""Big Daddy" is the slickest Nigerian pop song of the year. In under three minutes, Tems' kiss-off is breezy and poised as she throws jabs at her ex: "No ambition, he's a loser." If that weren't enough, she wields the titular pet name against him, clowning on his familiar switch-up from all-demanding Lothario to pathetic beggar boy ("What's the deal, daddy?/Big daddy, jump for me.") Consider this the flip side of " Love Me JeJe." This time, it's all resentment."

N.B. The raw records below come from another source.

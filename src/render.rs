//! Drawing the world back to front.

use glam::IVec2;
use sdl2::pixels::Color;
use sdl2::render::{BlendMode, Canvas, RenderTarget, TextureCreator};
use sdl2::video::WindowContext;
use tracing::warn;

use crate::camera::Camera;
use crate::constants::{colors, TEXT_BOX_PADDING};
use crate::error::TextureError;
use crate::geometry::Rect;
use crate::map::render::{render_tile_map, upload_region};
use crate::sprite::{Flip, Sprite};
use crate::textbox::TextBox;
use crate::texture::text::{RenderedText, TextRenderer};
use crate::texture::{SheetId, Sheets};
use crate::world::World;

const BOUNDS_ALPHA: u8 = 30;
const PARTS_ALPHA: u8 = 150;

/// Draws a sprite at its size, rotation and mirroring, relative to the camera.
pub fn render_sprite<T: RenderTarget>(
    canvas: &mut Canvas<T>,
    sheets: &Sheets,
    sprite: &Sprite,
    camera: &Camera,
) -> Result<(), TextureError> {
    let Some(clip) = sprite.current_clip() else {
        return Ok(());
    };
    let size = sprite.size();
    if clip.is_empty() || size.x <= 0 || size.y <= 0 {
        return Ok(());
    }
    let Some(texture) = sheets.get(sprite.sheet) else {
        return Ok(());
    };

    let dest = Rect::from_pos_size(camera.to_screen(sprite.pos), size);
    canvas
        .copy_ex(
            texture,
            Some(clip.into()),
            Some(dest.into()),
            sprite.angle,
            None,
            sprite.flip.contains(Flip::HORIZONTAL),
            sprite.flip.contains(Flip::VERTICAL),
        )
        .map_err(|e| TextureError::RenderFailed(e.to_string()))
}

/// Debug overlay of a sprite's colliders.
pub fn render_colliders<T: RenderTarget>(
    canvas: &mut Canvas<T>,
    sprite: &Sprite,
    camera: &Camera,
    color: Color,
) -> Result<(), TextureError> {
    let colliders = sprite.colliders();
    let to_screen = |rect: Rect| -> sdl2::rect::Rect { Rect::from_pos_size(camera.to_screen(rect.pos()), rect.size()).into() };
    canvas.set_blend_mode(BlendMode::Blend);

    if let Some(bounds) = colliders.bounds() {
        canvas.set_draw_color(Color::RGBA(color.r, color.g, color.b, BOUNDS_ALPHA));
        canvas
            .fill_rect(to_screen(bounds))
            .map_err(|e| TextureError::RenderFailed(e.to_string()))?;
    }

    canvas.set_draw_color(Color::RGBA(color.r, color.g, color.b, PARTS_ALPHA));
    let parts: Vec<sdl2::rect::Rect> = colliders.parts().iter().map(|&part| to_screen(part)).collect();
    canvas
        .fill_rects(&parts)
        .map_err(|e| TextureError::RenderFailed(e.to_string()))?;

    if let Some(circle) = colliders.circle() {
        let center = camera.to_screen(circle.center);
        canvas
            .draw_line((center.x, center.y), (center.x + circle.r, center.y))
            .map_err(|e| TextureError::RenderFailed(e.to_string()))?;
    }

    canvas.set_blend_mode(BlendMode::None);
    Ok(())
}

/// Holds everything needed to turn a [`World`] into pixels.
pub struct Renderer {
    pub creator: &'static TextureCreator<WindowContext>,
    pub sheets: Sheets,
    pub box_font: TextRenderer,
    title: RenderedText,
    pub show_colliders: bool,
}

impl Renderer {
    pub fn new(
        creator: &'static TextureCreator<WindowContext>,
        sheets: Sheets,
        box_font: TextRenderer,
        title: RenderedText,
    ) -> Self {
        Self {
            creator,
            sheets,
            box_font,
            title,
            show_colliders: true,
        }
    }

    fn draw_text_box<T: RenderTarget>(
        &self,
        canvas: &mut Canvas<T>,
        text_box: &TextBox,
        camera: &Camera,
    ) -> Result<(), TextureError> {
        render_sprite(canvas, &self.sheets, &text_box.panel, camera)?;

        let origin = camera.to_screen(text_box.rect().pos()) + IVec2::splat(TEXT_BOX_PADDING);
        let line_height = self.box_font.line_height();
        for (index, line) in text_box.lines().into_iter().enumerate() {
            let Some(rendered) = self.box_font.render(self.creator, line, text_box.color)? else {
                continue;
            };
            let dest = Rect::from_pos_size(origin + IVec2::new(0, index as i32 * line_height), rendered.size);
            canvas
                .copy(&rendered.texture, None, Some(dest.into()))
                .map_err(|e| TextureError::RenderFailed(e.to_string()))?;
            // SAFETY: the texture was created by `self.creator`, which outlives the renderer.
            unsafe { rendered.texture.destroy() };
        }
        Ok(())
    }

    /// Draws one frame: background, tiles, title, dialogue, widgets,
    /// power-up or sparkles, ghosts, Pac-Man and the collider overlay.
    pub fn draw<T: RenderTarget>(&mut self, canvas: &mut Canvas<T>, world: &mut World) -> Result<(), TextureError> {
        if let Some(region) = world.take_dirty_tiles() {
            match self.sheets.get_mut(SheetId::Tiles) {
                Some(sheet) => upload_region(sheet, world.tile_pixels(), region)?,
                None => warn!("Tile sheet missing, ripple not uploaded"),
            }
        }

        let camera = world.camera;
        canvas.set_draw_color(colors::BLACK);
        canvas.clear();

        if let Some(background) = self.sheets.get(SheetId::Background) {
            let query = background.query();
            let dest = Rect::new(-camera.view.x, -camera.view.y, query.width as i32, query.height as i32);
            canvas
                .copy(background, None, Some(dest.into()))
                .map_err(|e| TextureError::RenderFailed(e.to_string()))?;
        }

        if let Some(tiles) = self.sheets.get(SheetId::Tiles) {
            render_tile_map(canvas, tiles, &world.map, &camera)?;
        }

        let title = Rect::from_pos_size(camera.to_screen(IVec2::ZERO), self.title.size);
        canvas
            .copy(&self.title.texture, None, Some(title.into()))
            .map_err(|e| TextureError::RenderFailed(e.to_string()))?;

        self.draw_text_box(canvas, &world.pac_box, &camera)?;
        render_sprite(canvas, &self.sheets, &world.cursor.sprite, &camera)?;
        if world.pac_box.saved {
            self.draw_text_box(canvas, &world.saved_box, &camera)?;
        }
        self.draw_text_box(canvas, &world.blinky_box, &camera)?;
        self.draw_text_box(canvas, &world.inky_box, &camera)?;
        render_sprite(canvas, &self.sheets, &world.button.sprite, &camera)?;
        if world.recorder.state() == Some(crate::recorder::RecorderState::Playback) {
            render_sprite(canvas, &self.sheets, &world.sound_wave.sprite, &camera)?;
        }

        if world.power_up.is_powered() {
            for particle in world.sparkles.particles() {
                render_sprite(canvas, &self.sheets, particle, &camera)?;
            }
        } else {
            render_sprite(canvas, &self.sheets, &world.power_up.sprite, &camera)?;
        }

        for sprite in [&world.blinky, &world.inky, &world.pac] {
            render_sprite(canvas, &self.sheets, sprite, &camera)?;
        }

        if self.show_colliders {
            for sprite in [&world.pac, &world.blinky, &world.inky] {
                render_colliders(canvas, sprite, &camera, colors::COLLIDER)?;
            }
        }

        canvas.present();
        Ok(())
    }
}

"What makes "Big Daddy" so potent is its incorporation of 3-step, a style of South African house music that bridges amapiano and AfroTech (its defining feature is three quarter-note kicks). While other fusions of 3-step and Afrobeats have simply slapped on the drum pattern or stripped the genre of its booming presence, "Big Daddy" makes the kicks feel crucial at the higher BPM, like Tems is standing with her arms crossed, tapping her foot in annoyance."
Tems' "Big Daddy" is a sleek Nigerian pop kiss-off recorded in under three minutes that taunts an ex for lacking ambition and shifting from all-demanding Lothario to pathetic beggar. The song flips the mood of "Love Me JeJe" into outright resentment while using the titular pet name as a mocking refrain. The production centers South African 3-step, marrying three quarter-note kicks at a faster BPM with lithe, syncopated log drums and sumptuous textures. The rigid, insistently placed kicks create a tapping, annoyed pulse while dreamy log drums add sultry contrast, signaling fed-up confidence that still feels glamorous.